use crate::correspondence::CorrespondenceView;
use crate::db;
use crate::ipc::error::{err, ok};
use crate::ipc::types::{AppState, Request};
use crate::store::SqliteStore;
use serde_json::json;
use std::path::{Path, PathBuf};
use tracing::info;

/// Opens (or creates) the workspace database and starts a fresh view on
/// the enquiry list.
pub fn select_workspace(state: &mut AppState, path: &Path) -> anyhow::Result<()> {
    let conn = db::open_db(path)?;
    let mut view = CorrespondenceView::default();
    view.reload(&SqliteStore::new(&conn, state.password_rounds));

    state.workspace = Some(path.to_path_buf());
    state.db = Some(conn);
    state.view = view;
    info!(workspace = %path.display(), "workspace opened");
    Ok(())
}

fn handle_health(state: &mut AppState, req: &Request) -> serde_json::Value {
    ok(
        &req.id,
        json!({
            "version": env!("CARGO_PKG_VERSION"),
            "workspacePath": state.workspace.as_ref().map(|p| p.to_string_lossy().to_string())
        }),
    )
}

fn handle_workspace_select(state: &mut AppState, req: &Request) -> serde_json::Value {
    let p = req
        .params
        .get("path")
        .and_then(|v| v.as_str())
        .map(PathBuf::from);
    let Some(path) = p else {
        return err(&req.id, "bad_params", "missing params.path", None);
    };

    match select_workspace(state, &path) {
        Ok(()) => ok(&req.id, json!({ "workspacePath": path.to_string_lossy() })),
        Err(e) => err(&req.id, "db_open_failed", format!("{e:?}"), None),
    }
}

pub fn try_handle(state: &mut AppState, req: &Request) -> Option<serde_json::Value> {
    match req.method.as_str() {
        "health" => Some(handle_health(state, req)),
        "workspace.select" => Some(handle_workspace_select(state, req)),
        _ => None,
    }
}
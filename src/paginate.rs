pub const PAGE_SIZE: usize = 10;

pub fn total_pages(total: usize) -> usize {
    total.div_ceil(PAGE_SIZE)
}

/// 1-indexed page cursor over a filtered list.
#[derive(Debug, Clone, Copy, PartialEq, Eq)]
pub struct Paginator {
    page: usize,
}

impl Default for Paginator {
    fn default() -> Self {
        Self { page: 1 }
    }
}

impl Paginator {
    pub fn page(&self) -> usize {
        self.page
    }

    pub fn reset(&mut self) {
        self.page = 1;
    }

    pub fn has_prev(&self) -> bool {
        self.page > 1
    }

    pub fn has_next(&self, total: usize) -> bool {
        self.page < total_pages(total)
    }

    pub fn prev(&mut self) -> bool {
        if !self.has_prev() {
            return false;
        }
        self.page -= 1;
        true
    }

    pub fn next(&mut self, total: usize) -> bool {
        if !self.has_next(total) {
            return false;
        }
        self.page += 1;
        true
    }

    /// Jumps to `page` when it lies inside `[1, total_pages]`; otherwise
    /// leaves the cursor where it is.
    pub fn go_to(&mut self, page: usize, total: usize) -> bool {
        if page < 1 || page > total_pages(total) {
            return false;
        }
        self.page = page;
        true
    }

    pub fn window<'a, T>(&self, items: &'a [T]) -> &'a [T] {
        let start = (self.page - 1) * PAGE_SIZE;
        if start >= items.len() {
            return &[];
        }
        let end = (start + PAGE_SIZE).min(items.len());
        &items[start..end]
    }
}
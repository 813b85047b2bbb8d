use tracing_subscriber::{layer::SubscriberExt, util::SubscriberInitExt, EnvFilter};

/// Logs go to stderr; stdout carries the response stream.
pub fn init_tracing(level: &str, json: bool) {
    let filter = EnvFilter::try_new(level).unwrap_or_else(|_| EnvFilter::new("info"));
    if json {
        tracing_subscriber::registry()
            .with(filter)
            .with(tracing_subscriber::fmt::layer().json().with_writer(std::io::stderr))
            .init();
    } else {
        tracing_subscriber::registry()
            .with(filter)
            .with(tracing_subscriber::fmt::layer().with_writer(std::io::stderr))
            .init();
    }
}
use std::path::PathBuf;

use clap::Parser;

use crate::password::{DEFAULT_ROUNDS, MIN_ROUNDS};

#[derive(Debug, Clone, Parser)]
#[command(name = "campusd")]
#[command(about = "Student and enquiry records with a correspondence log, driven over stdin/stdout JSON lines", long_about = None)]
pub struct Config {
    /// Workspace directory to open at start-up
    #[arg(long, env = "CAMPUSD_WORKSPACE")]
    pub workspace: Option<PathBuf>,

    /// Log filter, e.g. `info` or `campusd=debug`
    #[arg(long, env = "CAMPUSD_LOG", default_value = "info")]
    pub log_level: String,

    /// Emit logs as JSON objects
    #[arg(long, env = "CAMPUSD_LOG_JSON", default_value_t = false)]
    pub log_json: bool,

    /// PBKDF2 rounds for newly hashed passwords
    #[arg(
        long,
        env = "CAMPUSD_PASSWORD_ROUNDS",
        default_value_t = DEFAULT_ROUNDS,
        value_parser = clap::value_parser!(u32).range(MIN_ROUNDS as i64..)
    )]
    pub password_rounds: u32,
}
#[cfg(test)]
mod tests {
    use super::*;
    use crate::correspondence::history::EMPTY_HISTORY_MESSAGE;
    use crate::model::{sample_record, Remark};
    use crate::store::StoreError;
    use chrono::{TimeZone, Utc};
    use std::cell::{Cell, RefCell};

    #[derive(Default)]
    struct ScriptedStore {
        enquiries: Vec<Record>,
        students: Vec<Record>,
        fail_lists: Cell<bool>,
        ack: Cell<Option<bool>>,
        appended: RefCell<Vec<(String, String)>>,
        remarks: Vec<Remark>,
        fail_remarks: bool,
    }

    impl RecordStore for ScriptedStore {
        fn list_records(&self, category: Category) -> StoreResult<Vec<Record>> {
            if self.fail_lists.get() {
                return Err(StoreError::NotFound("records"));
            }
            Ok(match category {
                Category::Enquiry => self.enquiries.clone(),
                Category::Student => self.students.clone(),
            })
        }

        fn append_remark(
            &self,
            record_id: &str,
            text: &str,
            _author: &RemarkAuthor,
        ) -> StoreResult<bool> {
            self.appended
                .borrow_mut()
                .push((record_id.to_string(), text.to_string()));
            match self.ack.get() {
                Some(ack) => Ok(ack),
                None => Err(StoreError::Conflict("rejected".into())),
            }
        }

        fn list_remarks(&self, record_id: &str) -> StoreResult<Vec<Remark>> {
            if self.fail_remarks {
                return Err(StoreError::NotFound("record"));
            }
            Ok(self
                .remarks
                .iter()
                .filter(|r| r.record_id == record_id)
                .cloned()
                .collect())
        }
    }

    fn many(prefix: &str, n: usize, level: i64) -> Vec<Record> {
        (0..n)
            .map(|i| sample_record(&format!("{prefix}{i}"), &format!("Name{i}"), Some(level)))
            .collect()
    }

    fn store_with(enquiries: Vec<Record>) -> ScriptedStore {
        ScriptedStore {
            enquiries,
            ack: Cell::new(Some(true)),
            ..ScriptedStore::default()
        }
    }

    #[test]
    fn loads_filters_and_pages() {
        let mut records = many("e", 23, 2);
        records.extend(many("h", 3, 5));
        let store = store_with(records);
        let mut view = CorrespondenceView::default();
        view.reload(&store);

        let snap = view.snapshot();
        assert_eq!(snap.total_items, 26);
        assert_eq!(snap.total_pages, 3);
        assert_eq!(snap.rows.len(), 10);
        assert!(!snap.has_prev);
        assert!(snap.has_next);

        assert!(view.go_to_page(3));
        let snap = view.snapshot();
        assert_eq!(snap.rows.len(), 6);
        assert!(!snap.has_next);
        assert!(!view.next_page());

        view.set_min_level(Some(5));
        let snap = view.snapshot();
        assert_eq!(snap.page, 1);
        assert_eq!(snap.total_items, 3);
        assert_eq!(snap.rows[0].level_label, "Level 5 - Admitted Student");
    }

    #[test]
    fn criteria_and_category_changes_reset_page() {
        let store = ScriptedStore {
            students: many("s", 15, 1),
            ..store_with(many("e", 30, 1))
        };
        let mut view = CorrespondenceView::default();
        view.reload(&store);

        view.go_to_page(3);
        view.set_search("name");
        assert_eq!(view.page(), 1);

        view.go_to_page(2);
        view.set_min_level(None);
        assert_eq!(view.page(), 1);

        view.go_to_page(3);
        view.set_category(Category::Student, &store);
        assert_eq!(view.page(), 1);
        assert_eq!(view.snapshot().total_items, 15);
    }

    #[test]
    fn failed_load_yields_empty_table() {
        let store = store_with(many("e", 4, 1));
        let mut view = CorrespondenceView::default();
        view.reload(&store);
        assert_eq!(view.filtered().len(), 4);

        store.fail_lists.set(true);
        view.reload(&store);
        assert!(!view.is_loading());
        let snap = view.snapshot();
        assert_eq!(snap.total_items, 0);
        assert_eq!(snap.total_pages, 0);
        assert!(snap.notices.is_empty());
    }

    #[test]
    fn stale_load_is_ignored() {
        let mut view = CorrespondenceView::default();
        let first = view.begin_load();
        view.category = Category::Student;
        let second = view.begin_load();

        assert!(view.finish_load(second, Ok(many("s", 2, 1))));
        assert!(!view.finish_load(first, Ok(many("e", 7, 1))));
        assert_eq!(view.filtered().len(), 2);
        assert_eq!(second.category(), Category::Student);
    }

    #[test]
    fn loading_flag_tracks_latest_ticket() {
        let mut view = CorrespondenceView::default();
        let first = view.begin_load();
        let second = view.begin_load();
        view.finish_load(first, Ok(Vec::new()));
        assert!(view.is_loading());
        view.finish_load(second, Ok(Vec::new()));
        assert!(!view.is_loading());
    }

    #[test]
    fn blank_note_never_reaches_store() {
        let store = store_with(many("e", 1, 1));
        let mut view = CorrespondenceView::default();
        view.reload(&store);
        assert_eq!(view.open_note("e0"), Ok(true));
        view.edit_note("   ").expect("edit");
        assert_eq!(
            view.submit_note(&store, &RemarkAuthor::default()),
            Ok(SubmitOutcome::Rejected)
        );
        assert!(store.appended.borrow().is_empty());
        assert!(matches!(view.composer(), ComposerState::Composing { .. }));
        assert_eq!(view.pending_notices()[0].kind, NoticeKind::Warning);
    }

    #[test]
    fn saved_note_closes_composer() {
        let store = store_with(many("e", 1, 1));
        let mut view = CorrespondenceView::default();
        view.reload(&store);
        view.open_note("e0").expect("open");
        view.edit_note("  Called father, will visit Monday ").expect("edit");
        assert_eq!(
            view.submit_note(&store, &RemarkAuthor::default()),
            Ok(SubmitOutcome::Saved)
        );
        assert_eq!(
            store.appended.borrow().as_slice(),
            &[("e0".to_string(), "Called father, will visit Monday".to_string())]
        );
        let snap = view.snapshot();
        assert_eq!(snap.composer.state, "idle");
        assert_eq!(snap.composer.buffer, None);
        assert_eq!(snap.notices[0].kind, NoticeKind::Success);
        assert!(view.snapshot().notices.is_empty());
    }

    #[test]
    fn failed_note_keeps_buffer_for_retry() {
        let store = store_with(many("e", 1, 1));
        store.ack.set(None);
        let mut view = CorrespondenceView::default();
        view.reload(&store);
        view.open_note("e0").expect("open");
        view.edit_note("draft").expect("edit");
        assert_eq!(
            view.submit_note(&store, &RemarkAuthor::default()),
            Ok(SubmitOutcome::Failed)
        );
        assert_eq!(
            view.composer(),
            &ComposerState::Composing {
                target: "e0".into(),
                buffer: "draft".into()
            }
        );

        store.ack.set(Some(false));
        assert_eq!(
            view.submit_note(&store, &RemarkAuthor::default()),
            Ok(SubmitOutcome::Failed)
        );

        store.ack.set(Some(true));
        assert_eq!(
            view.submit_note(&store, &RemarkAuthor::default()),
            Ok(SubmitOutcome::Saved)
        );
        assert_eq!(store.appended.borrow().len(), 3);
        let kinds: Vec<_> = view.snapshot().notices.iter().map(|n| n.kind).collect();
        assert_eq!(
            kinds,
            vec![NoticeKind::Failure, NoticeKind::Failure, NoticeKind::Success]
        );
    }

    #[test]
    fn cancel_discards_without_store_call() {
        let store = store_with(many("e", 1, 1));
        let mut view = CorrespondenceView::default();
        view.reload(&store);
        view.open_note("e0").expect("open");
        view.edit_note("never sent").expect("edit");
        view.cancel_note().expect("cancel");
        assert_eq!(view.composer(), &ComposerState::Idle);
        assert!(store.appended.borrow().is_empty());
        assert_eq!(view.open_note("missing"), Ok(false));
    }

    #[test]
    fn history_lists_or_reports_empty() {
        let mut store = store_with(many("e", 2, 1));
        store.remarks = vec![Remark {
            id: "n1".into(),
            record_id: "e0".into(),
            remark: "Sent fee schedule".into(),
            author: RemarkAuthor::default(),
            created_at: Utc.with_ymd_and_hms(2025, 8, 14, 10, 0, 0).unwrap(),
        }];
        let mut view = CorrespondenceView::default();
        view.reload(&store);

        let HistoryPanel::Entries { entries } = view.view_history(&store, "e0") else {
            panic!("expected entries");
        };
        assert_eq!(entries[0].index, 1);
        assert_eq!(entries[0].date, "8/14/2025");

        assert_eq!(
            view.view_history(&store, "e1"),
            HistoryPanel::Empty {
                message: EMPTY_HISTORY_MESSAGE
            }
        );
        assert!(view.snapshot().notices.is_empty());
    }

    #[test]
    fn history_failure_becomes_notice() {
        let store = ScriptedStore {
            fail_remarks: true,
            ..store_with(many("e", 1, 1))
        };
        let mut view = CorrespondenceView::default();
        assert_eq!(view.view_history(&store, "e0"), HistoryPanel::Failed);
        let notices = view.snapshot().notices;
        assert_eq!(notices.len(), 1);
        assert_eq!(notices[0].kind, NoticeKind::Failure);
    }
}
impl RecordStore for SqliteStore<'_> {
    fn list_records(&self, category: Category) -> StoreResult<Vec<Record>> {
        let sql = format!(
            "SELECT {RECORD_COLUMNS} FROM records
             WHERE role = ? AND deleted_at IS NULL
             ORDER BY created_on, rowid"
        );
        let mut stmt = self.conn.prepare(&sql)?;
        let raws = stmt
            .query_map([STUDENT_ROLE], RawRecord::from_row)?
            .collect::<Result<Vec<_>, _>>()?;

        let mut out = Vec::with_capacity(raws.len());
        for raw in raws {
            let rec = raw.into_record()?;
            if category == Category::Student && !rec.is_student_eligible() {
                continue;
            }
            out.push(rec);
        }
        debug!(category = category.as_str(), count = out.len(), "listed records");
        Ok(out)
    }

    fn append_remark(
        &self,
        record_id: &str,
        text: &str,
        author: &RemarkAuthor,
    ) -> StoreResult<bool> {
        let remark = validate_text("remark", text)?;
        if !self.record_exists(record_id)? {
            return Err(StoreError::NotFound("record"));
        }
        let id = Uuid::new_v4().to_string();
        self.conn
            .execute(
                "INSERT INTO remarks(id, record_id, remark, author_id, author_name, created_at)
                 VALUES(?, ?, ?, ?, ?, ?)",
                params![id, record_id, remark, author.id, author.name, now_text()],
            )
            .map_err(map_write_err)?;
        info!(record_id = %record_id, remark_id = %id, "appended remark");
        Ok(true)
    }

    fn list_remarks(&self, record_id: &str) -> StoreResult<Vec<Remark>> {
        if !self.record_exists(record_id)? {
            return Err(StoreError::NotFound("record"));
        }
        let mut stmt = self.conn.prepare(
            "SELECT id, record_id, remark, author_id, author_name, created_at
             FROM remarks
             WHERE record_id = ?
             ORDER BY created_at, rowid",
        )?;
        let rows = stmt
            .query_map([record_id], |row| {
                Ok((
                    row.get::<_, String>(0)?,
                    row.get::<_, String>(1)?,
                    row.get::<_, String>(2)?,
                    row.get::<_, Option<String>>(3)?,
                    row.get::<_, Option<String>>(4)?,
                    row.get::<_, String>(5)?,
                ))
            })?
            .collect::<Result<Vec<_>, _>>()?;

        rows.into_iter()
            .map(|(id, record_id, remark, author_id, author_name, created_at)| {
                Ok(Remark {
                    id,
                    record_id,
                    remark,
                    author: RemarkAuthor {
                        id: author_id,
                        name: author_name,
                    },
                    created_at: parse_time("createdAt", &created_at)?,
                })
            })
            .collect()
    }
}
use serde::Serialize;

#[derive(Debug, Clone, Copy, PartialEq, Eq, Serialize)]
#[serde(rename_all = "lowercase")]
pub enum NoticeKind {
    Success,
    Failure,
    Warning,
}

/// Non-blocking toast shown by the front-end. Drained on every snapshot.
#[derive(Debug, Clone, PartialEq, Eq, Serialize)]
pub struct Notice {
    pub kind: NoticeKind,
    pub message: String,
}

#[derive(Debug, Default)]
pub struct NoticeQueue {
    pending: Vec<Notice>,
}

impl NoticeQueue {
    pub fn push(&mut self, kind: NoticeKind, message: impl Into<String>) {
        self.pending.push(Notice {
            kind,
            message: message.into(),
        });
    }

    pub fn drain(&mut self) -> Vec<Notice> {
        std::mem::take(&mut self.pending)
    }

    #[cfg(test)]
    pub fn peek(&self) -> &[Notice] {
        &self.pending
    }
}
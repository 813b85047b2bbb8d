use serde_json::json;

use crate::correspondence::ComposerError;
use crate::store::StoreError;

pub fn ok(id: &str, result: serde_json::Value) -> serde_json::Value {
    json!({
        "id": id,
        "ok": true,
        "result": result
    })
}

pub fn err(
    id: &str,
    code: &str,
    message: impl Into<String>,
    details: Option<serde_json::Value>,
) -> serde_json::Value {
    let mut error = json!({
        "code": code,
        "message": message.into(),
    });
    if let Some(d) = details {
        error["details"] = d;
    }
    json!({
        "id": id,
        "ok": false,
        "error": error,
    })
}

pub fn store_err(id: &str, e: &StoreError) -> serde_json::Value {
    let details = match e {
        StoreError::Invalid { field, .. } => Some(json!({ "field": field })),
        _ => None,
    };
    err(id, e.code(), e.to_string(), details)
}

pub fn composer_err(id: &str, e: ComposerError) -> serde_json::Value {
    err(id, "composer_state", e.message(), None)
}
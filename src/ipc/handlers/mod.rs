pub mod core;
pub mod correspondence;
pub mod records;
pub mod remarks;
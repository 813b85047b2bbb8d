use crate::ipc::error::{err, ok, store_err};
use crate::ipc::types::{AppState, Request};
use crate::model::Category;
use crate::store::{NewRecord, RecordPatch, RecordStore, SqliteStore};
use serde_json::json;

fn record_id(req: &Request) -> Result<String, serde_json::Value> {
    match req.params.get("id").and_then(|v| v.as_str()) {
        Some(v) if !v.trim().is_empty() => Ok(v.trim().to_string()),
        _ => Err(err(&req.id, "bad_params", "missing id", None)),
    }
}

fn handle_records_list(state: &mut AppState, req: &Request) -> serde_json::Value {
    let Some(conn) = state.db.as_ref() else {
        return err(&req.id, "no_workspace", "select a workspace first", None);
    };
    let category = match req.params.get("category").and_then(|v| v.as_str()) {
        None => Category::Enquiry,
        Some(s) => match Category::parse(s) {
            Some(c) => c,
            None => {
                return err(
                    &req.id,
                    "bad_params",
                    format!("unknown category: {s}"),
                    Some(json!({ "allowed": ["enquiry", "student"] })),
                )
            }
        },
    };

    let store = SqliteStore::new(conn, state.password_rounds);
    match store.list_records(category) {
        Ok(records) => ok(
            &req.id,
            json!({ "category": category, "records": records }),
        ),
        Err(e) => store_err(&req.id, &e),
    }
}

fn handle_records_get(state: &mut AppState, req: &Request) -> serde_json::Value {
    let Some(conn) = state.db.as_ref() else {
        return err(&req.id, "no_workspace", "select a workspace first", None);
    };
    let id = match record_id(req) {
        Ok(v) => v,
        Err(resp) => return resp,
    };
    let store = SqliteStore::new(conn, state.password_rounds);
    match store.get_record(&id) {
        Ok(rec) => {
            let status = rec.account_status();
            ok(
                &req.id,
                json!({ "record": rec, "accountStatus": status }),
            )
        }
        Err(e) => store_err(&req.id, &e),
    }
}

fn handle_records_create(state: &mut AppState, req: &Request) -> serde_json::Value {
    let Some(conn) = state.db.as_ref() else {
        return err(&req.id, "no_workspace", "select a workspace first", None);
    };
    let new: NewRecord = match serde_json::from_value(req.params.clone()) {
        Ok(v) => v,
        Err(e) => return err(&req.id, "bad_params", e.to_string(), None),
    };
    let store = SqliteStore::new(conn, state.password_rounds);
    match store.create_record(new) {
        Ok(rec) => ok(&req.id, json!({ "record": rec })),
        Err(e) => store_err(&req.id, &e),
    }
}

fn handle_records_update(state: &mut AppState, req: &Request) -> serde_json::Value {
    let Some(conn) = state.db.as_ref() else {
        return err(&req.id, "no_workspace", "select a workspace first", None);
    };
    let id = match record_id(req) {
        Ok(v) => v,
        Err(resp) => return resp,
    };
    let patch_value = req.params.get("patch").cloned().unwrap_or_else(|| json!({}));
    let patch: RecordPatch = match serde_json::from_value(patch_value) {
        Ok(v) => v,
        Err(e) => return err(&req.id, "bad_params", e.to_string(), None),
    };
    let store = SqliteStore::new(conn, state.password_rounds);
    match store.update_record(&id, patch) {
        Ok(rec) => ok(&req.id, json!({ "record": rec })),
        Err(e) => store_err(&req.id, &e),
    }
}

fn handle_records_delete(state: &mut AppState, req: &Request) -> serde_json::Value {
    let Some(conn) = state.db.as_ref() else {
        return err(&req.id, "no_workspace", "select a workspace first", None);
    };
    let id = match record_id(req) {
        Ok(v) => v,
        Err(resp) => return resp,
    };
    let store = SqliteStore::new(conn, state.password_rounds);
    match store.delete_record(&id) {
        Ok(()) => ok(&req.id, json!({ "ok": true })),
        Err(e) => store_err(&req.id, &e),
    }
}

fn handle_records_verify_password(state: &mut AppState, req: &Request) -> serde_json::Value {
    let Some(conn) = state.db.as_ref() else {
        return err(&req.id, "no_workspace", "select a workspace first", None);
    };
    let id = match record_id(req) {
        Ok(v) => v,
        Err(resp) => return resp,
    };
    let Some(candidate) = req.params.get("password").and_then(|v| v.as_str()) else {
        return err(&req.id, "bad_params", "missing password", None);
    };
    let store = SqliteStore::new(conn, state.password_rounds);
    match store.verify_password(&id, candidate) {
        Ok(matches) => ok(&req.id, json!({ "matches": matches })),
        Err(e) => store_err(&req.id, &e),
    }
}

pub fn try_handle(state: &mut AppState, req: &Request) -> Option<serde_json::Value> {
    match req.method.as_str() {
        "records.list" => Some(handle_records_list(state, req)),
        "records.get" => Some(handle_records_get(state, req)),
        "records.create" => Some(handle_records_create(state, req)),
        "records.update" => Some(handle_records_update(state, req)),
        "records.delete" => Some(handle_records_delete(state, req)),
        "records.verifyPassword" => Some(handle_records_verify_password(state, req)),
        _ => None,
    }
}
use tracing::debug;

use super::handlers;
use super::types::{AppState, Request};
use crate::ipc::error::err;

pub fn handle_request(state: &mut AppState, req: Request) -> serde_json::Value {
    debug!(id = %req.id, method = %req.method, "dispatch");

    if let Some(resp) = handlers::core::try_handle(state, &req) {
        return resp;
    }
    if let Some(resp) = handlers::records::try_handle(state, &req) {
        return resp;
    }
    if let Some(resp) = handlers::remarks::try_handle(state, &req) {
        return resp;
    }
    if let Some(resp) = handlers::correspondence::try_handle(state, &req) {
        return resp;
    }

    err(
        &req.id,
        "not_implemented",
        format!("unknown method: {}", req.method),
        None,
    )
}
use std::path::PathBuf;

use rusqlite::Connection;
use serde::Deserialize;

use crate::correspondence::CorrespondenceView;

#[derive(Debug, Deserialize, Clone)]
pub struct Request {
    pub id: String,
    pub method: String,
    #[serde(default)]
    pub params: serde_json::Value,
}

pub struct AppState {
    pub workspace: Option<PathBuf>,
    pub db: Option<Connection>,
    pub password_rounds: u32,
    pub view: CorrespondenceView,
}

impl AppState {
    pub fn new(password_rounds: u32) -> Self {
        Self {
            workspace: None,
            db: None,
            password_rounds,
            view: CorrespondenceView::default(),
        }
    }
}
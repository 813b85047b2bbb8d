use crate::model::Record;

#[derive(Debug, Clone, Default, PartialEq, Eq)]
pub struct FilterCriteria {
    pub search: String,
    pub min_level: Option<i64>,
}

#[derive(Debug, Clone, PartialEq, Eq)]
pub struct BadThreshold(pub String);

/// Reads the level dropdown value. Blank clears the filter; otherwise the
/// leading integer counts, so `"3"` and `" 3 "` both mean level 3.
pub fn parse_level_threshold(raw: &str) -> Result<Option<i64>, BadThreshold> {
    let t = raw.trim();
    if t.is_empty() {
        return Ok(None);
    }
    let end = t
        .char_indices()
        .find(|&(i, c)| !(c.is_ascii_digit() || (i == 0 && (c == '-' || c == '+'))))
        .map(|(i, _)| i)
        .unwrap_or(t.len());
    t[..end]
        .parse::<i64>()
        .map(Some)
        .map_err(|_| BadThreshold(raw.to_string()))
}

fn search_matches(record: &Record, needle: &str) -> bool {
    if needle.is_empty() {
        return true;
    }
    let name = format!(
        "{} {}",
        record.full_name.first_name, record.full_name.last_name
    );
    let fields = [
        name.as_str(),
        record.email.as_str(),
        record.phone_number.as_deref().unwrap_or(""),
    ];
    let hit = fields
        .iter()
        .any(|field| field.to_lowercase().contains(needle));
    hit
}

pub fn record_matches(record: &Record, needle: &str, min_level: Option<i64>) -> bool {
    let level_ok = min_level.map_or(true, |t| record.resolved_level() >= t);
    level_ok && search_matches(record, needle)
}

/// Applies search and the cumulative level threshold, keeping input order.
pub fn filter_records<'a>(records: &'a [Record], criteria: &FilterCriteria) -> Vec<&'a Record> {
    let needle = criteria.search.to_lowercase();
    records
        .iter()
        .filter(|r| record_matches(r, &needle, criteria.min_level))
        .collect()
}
▬▬▬▬▬▬
What is expected:
Show each line from the listing above that includes the word "code".

Exercise output:
    code: &str,
        "code": code,
    err(id, e.code(), e.to_string(), details)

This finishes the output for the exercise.